Stored items:
****************************************
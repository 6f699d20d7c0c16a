use std::convert::Infallible;
use std::future::Future;
use std::io;
use std::net::SocketAddr;
use std::sync::Arc;

use crate::config::{DEFAULT_LISTEN, DEFAULT_MAX_CONNECTIONS};
use crate::handler::RequestHandler;
use crate::handlers::not_found;
use crate::router::Router;
use crate::{RequestContext, handler_fn};
use shelf_http::connection::{ConnectionConfig, HttpConnection};
use shelf_http::handler::Handler;
use shelf_http::protocol::{Request, Response};
use thiserror::Error;
use tokio::net::{TcpListener, TcpStream};
use tokio::sync::{OwnedSemaphorePermit, Semaphore};
use tracing::{Instrument, debug, error, info, info_span, warn};

pub struct ServerBuilder {
    router: Option<Router>,
    default_handler: Option<Box<dyn RequestHandler>>,
    address: String,
    max_connections: usize,
    connection_config: ConnectionConfig,
}

impl ServerBuilder {
    fn new() -> Self {
        Self {
            router: None,
            default_handler: None,
            address: DEFAULT_LISTEN.to_string(),
            max_connections: DEFAULT_MAX_CONNECTIONS,
            connection_config: ConnectionConfig::default(),
        }
    }

    /// Address used by [`Server::start`], defaults to `0.0.0.0:4221`
    #[must_use]
    pub fn address(mut self, address: impl Into<String>) -> Self {
        self.address = address.into();
        self
    }

    #[must_use]
    pub fn router(mut self, router: Router) -> Self {
        self.router = Some(router);
        self
    }

    /// Handler for requests no route matches, defaults to an empty 404
    #[must_use]
    pub fn default_handler(mut self, request_handler: impl RequestHandler + 'static) -> Self {
        self.default_handler = Some(Box::new(request_handler));
        self
    }

    #[must_use]
    pub fn max_connections(mut self, max_connections: usize) -> Self {
        self.max_connections = max_connections;
        self
    }

    #[must_use]
    pub fn connection_config(mut self, connection_config: ConnectionConfig) -> Self {
        self.connection_config = connection_config;
        self
    }

    pub fn build(self) -> Result<Server, ServerBuildError> {
        let router = self.router.ok_or(ServerBuildError::MissingRouter)?;
        if self.max_connections == 0 || self.max_connections > Semaphore::MAX_PERMITS {
            return Err(ServerBuildError::InvalidMaxConnections(self.max_connections));
        }

        let default_handler = self.default_handler.unwrap_or_else(|| Box::new(handler_fn(not_found)));
        Ok(Server {
            router,
            default_handler,
            address: self.address,
            max_connections: self.max_connections,
            connection_config: self.connection_config,
        })
    }
}

/// Accepts connections and serves one request on each.
///
/// At most `max_connections` connections are served at once. A permit is taken
/// before `accept`, so connections beyond the limit wait in the listen backlog.
pub struct Server {
    router: Router,
    default_handler: Box<dyn RequestHandler>,
    address: String,
    max_connections: usize,
    connection_config: ConnectionConfig,
}

#[derive(Error, Debug)]
pub enum ServerBuildError {
    #[error("router must be set")]
    MissingRouter,
    #[error("max connections must be between 1 and {max}, got {0}", max = Semaphore::MAX_PERMITS)]
    InvalidMaxConnections(usize),
}

impl Server {
    pub fn builder() -> ServerBuilder {
        ServerBuilder::new()
    }

    /// Binds the configured address and serves until ctrl-c.
    ///
    /// # Errors
    ///
    /// Returns the bind error. Errors on single connections are only logged.
    pub async fn start(self) -> io::Result<()> {
        let tcp_listener = TcpListener::bind(self.address.as_str()).await.inspect_err(|e| {
            error!(address = %self.address, cause = %e, "bind server error");
        })?;

        self.serve(tcp_listener, shutdown_signal()).await;
        Ok(())
    }

    /// Runs the accept loop on `tcp_listener` until `shutdown` completes.
    ///
    /// Connections already accepted keep running after the loop stops.
    pub async fn serve<F>(self, tcp_listener: TcpListener, shutdown: F)
    where
        F: Future<Output = ()>,
    {
        let local_addr = tcp_listener.local_addr().ok();
        info!(address = ?local_addr, max_connections = self.max_connections, "start listening");

        let connection_config = self.connection_config;
        let connection_limit = Arc::new(Semaphore::new(self.max_connections));
        let handler = Arc::new(self);
        tokio::pin!(shutdown);

        loop {
            let accepted = tokio::select! {
                () = &mut shutdown => {
                    info!("shutdown requested, stop accepting");
                    break;
                }
                accepted = accept(&tcp_listener, &connection_limit) => accepted,
            };

            let (permit, tcp_stream, peer) = match accepted {
                Ok(accepted) => accepted,
                Err(e) => {
                    warn!(cause = %e, "failed to accept");
                    continue;
                }
            };

            let handler = Arc::clone(&handler);
            tokio::spawn(
                async move {
                    let _permit = permit;
                    let (reader, writer) = tcp_stream.into_split();
                    let connection = HttpConnection::with_config(reader, writer, connection_config);
                    match connection.process(handler).await {
                        Ok(()) => debug!("finished process, connection shutdown"),
                        Err(e) => warn!(cause = %e, "connection closed with error"),
                    }
                }
                .instrument(info_span!("connection", %peer)),
            );
        }
    }
}

async fn accept(
    tcp_listener: &TcpListener,
    connection_limit: &Arc<Semaphore>,
) -> io::Result<(OwnedSemaphorePermit, TcpStream, SocketAddr)> {
    let permit = Arc::clone(connection_limit).acquire_owned().await.map_err(io::Error::other)?;
    let (tcp_stream, peer) = tcp_listener.accept().await?;
    debug!(%peer, available_permits = connection_limit.available_permits(), "connection accepted");
    Ok((permit, tcp_stream, peer))
}

async fn shutdown_signal() {
    if let Err(e) = tokio::signal::ctrl_c().await {
        error!(cause = %e, "can't listen for ctrl-c, serving until killed");
        std::future::pending::<()>().await;
    }
}

impl Handler for Server {
    type Error = Infallible;

    async fn call(&self, req: Request) -> Result<Response, Self::Error> {
        let response = match self.router.at(req.method(), req.path()) {
            Some(route) => route.handler().invoke(RequestContext::new(&req, route.tail())).await,
            None => self.default_handler.invoke(RequestContext::new(&req, req.path())).await,
        };

        // methods without any route are answered as HTTP/1.1
        let response = if self.router.serves_method(req.method()) {
            response.with_version(req.version())
        } else {
            response
        };

        debug!(method = %req.method(), path = req.path(), status = response.status().as_u16(), "request served");
        Ok(response)
    }
}

#[cfg(test)]
mod tests {
    use super::*;
    use crate::handlers::routes;
    use crate::storage::Storage;
    use bytes::Bytes;
    use http::{Method, StatusCode, Version};
    use shelf_http::protocol::{Headers, RequestHeader};

    fn server() -> Server {
        Server::builder().router(routes(Arc::new(Storage::default()))).build().unwrap()
    }

    fn request(method: Method, path: &str, version: Version) -> Request {
        RequestHeader::new(method, path, version, Headers::new()).body(Bytes::new())
    }

    #[test]
    fn build_errors() {
        assert!(matches!(Server::builder().build(), Err(ServerBuildError::MissingRouter)));

        let result = Server::builder().router(Router::builder().build()).max_connections(0).build();
        assert!(matches!(result, Err(ServerBuildError::InvalidMaxConnections(0))));
    }

    #[tokio::test]
    async fn routed_request_keeps_version() {
        let response = server().call(request(Method::GET, "/echo/hi", Version::HTTP_10)).await.unwrap();

        assert_eq!(response.status(), StatusCode::OK);
        assert_eq!(response.version(), Version::HTTP_10);
        assert_eq!(response.body().as_ref(), b"hi");
    }

    #[tokio::test]
    async fn unmatched_path_is_not_found() {
        let response = server().call(request(Method::GET, "/nowhere", Version::HTTP_10)).await.unwrap();

        assert_eq!(response.status(), StatusCode::NOT_FOUND);
        assert_eq!(response.version(), Version::HTTP_10);
        assert!(response.headers().is_empty());
    }

    #[tokio::test]
    async fn other_methods_are_not_found_as_http_11() {
        for method in [Method::PUT, Method::DELETE, Method::HEAD] {
            let response = server().call(request(method, "/echo/hi", Version::HTTP_10)).await.unwrap();

            assert_eq!(response.status(), StatusCode::NOT_FOUND);
            assert_eq!(response.version(), Version::HTTP_11);
            assert!(response.body().is_empty());
        }
    }

    #[tokio::test]
    async fn any_post_is_created() {
        let req = RequestHeader::new(Method::POST, "/submit", Version::HTTP_11, Headers::new()).body(Bytes::from("abc"));
        let response = server().call(req).await.unwrap();

        assert_eq!(response.status(), StatusCode::CREATED);
        assert_eq!(response.body().as_ref(), b"abc");
    }
}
****************************************
▸ What to produce:
The required answer is the exact run of lines above starting at the line with "ServerBuilder::new()" and ending at the line with "let connection_config = self.connection_config;", with both ends present.

▸ Response:
        ServerBuilder::new()
    }

    /// Binds the configured address and serves until ctrl-c.
    ///
    /// # Errors
    ///
    /// Returns the bind error. Errors on single connections are only logged.
    pub async fn start(self) -> io::Result<()> {
        let tcp_listener = TcpListener::bind(self.address.as_str()).await.inspect_err(|e| {
            error!(address = %self.address, cause = %e, "bind server error");
        })?;

        self.serve(tcp_listener, shutdown_signal()).await;
        Ok(())
    }

    /// Runs the accept loop on `tcp_listener` until `shutdown` completes.
    ///
    /// Connections already accepted keep running after the loop stops.
    pub async fn serve<F>(self, tcp_listener: TcpListener, shutdown: F)
    where
        F: Future<Output = ()>,
    {
        let local_addr = tcp_listener.local_addr().ok();
        info!(address = ?local_addr, max_connections = self.max_connections, "start listening");

        let connection_config = self.connection_config;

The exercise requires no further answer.